Content starts
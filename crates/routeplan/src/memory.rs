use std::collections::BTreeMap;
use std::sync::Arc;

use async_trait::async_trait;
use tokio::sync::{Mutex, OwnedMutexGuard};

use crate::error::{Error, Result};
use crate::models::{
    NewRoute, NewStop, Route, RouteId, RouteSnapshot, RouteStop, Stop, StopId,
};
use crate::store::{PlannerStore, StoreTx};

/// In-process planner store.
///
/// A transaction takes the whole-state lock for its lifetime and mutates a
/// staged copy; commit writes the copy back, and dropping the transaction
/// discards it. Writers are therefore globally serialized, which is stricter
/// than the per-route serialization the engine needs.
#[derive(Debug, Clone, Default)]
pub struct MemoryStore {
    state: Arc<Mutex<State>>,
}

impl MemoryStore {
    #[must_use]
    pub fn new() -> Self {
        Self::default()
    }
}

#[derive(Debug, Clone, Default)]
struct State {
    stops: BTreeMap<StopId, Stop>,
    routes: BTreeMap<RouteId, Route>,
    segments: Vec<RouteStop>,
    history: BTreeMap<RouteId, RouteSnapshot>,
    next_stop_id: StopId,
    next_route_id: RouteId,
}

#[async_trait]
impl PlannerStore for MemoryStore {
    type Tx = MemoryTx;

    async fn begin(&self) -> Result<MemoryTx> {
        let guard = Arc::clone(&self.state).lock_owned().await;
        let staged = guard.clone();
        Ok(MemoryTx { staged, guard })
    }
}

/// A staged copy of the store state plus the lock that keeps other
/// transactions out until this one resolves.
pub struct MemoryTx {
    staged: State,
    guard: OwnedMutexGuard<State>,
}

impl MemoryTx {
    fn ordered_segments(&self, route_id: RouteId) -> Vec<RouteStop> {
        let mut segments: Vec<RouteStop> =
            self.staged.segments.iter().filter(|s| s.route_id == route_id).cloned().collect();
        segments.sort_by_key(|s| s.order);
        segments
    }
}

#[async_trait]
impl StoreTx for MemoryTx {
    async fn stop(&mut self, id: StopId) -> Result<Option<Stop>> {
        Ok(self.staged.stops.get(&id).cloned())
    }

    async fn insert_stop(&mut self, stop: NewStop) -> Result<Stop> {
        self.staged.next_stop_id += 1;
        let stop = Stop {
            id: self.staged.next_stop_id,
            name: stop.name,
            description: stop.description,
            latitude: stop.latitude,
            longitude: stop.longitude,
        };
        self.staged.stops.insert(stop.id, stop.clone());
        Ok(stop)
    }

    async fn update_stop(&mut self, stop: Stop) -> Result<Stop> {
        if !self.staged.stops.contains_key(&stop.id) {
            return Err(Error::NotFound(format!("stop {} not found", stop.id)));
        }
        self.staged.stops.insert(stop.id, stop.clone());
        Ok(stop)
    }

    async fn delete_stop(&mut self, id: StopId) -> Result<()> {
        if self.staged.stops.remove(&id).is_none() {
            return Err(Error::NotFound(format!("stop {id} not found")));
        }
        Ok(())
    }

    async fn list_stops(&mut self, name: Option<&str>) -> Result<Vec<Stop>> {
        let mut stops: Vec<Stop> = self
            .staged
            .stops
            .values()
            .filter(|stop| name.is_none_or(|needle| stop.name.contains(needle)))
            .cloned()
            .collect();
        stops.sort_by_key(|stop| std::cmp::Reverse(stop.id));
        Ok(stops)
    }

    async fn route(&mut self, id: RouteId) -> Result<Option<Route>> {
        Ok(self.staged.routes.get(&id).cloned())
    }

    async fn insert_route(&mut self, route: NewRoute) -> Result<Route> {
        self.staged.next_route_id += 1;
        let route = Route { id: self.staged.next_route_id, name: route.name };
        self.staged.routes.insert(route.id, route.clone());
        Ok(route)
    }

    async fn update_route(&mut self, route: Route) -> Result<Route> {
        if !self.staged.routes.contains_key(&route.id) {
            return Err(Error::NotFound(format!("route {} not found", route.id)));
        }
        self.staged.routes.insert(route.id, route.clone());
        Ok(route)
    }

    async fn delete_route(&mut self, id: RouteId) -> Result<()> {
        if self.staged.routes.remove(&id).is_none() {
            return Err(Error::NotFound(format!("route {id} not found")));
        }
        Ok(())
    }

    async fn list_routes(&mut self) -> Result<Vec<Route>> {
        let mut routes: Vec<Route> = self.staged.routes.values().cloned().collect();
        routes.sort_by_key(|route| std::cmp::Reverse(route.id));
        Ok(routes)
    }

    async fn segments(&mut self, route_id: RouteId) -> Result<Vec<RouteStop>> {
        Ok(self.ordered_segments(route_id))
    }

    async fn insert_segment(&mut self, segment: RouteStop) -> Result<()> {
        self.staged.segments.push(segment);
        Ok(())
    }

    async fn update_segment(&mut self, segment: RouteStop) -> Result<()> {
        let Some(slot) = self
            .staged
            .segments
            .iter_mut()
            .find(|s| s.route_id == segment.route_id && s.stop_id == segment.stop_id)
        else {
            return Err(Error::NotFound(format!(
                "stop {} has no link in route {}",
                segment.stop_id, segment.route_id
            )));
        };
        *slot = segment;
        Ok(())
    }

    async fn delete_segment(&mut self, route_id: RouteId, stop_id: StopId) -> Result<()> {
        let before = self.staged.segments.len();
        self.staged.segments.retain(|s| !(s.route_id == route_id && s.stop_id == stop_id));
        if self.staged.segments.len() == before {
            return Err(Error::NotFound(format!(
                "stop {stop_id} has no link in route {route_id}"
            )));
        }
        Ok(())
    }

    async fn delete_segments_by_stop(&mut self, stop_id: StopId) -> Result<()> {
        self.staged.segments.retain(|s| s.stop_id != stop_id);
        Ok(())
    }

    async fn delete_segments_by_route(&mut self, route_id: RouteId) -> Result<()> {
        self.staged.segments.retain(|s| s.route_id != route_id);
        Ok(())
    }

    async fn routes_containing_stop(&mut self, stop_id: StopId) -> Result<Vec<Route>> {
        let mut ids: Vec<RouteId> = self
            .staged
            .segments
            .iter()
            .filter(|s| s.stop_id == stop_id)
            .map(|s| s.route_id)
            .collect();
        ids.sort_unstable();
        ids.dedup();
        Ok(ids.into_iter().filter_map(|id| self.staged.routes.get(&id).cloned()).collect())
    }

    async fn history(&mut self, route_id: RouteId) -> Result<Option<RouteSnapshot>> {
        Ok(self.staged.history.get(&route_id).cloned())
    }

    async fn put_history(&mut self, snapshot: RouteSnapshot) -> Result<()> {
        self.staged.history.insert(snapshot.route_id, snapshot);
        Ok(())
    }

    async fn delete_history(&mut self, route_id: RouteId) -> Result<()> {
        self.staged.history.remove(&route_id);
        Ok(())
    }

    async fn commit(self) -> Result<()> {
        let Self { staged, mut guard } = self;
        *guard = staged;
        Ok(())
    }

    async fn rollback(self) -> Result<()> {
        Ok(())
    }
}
Content ends
WHAT TO PRODUCE: A word-for-word restatement of the records above from the line containing "staged, mut guard" to their final line is all the answer should hold.

RESPONSE TO THE EXERCISE:
        let Self { staged, mut guard } = self;
        *guard = staged;
        Ok(())
    }

    async fn rollback(self) -> Result<()> {
        Ok(())
    }
}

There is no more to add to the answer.